Congratulations to St Hugh’s Fellow by Resolution in Physics and alumnus, Dr Jack Miller (Physics, 2007), who has been awarded the Gold Medal in Academia by the Institute of Physics and Engineering in Medicine (IPEM). This award is given to a member with a substantial and sustained track record at an outstanding level of contribution to advancement of academic practice, related to physics and engineering applied to medicine and biology.
The IPEM Committee provided the following feedback on Dr Miller’s award: ‘A hugely impressive career – thank you for your outstanding contribution to the world of Physics. Very impressive candidate with a great amount of achievements in a relatively short period of time.’
Commenting on his Gold Medal in Academia award, Dr Miller said, ‘Life, for a physicist, is odd: it appears to create order in a universe where disorder always increases. For the last fifteen years, I have been lucky enough to be part of a small but internationally significant group of scientists who have used a technique called dissolution Dynamic Nuclear Polarisation (DNP) to image the chemical reactions that energetically power life, which collectively are known as metabolism. These reactions are complex, but dynamic – they change as you wake, feed or exercise – and they have been known for many decades to be altered in diseases ranging from cancer to heart failure. DNP permits some metabolites to be transiently visible to specialised forms of MRI scan, imaging both where these molecules go, and, crucially, what they become and interconvert into.
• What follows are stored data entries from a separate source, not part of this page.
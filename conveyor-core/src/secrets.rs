//! Secrets management for Conveyor
//!
//! The state signing key is kept apart from configuration to avoid accidental
//! sharing. The secrets file is located at `~/.config/conveyor/secrets.toml`
//! and must have restrictive permissions (0600 on Unix).
//!
//! Loading priority:
//! 1. Environment variable (CONVEYOR_STATE_SECRET)
//! 2. Secrets file (~/.config/conveyor/secrets.toml)
//! 3. Built-in development key

use std::path::{Path, PathBuf};

use serde::{Deserialize, Serialize};
use tracing::{debug, warn};

use crate::{Error, Result};

/// Environment variable holding the signing key
pub const SIGNING_KEY_ENV: &str = "CONVEYOR_STATE_SECRET";

/// Fallback key for local development; records signed with it are only
/// protected against accidental edits
pub const DEVELOPMENT_SIGNING_KEY: &str = "conveyor-development-signing-key";

/// Secrets structure
#[derive(Debug, Clone, Default, Deserialize, Serialize)]
#[serde(default)]
pub struct Secrets {
    /// State store secrets
    pub state: StateSecrets,
}

/// State store secrets
#[derive(Debug, Clone, Default, Deserialize, Serialize)]
#[serde(default)]
pub struct StateSecrets {
    /// HMAC key for record signatures
    pub signing_key: Option<String>,
}

impl Secrets {
    /// Load secrets from the default location
    ///
    /// Returns default (empty) secrets if file doesn't exist
    pub fn load() -> Result<Self> {
        let secrets_path = Self::default_secrets_path();

        if let Some(path) = secrets_path {
            if path.exists() {
                return Self::load_from_file(&path);
            }
        }

        Ok(Self::default())
    }

    /// Load secrets from a specific file with permission checking
    pub fn load_from_file(path: &Path) -> Result<Self> {
        #[cfg(unix)]
        {
            use std::os::unix::fs::PermissionsExt;

            let metadata = std::fs::metadata(path).map_err(Error::Io)?;
            let mode = metadata.permissions().mode();

            if mode & 0o077 != 0 {
                return Err(Error::Config(format!(
                    "Secrets file {} has insecure permissions {:o}. \
                     Please run: chmod 600 {}",
                    path.display(),
                    mode & 0o777,
                    path.display()
                )));
            }

            debug!(path = %path.display(), mode = format!("{:o}", mode & 0o777), "Secrets file permissions OK");
        }

        let contents = std::fs::read_to_string(path).map_err(Error::Io)?;
        let mut secrets: Secrets = toml::from_str(&contents)
            .map_err(|e| Error::Config(format!("Failed to parse secrets: {}", e)))?;

        if let Some(ref mut key) = secrets.state.signing_key {
            *key = key.trim().to_string();
        }

        Ok(secrets)
    }

    /// Get the default secrets file path
    ///
    /// Returns `~/.config/conveyor/secrets.toml` on Unix
    pub fn default_secrets_path() -> Option<PathBuf> {
        dirs::config_dir().map(|p| p.join("conveyor").join("secrets.toml"))
    }

    /// Get the signing key, falling back to the development key
    ///
    /// Priority: CONVEYOR_STATE_SECRET env var > secrets file > development key
    pub fn signing_key(&self) -> String {
        self.signing_key_from(std::env::var(SIGNING_KEY_ENV).ok())
    }

    fn signing_key_from(&self, env_value: Option<String>) -> String {
        if let Some(key) = env_value {
            let key = key.trim().to_string();
            if !key.is_empty() {
                debug!("Using signing key from {} environment variable", SIGNING_KEY_ENV);
                return key;
            }
        }

        if let Some(ref key) = self.state.signing_key {
            if !key.is_empty() {
                debug!("Using signing key from secrets file");
                return key.clone();
            }
        }

        warn!(
            "No signing key configured; records are signed with the development key. Set {} for real deployments.",
            SIGNING_KEY_ENV
        );
        DEVELOPMENT_SIGNING_KEY.to_string()
    }
}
‘This award by IPEM is a huge honour and belongs not just to me but to the wider community of clinicians and scientists of all ages that I have been lucky to enough work with. I have played a small part of the journey of DNP from condensed matter physics laboratories and particle physics experiments to international clinical trials studying hugely relevant human diseases in different continents. It is a great accolade to be told by my peers that what I do is both unashamedly both excellent physics in its own right and highly medically relevant. From a physics perspective, DNP still holds many secrets that are not yet fully understood, but as a useful technique it has already shone light on the mechanisms of disease, quantified physiology in species from people to pythons, and helped us understand drugs from essential medicines to novel compounds in clinical trials. As a radiological technique, It offers the promise to transform the treatment of patients in the future. For example, directly imaging metabolism could let us see if a chemotherapy is working potentially hours after its administration; or if a patient with potentially life-limiting cardiac complaints would benefit from an aggressive intervention – questions that, at the moment, are difficult to objectively and rapidly assess in the clinic. I am overjoyed to receive this medal, which I hope also celebrates a very long history of physicists making sustained and substantial contributions to healthcare.’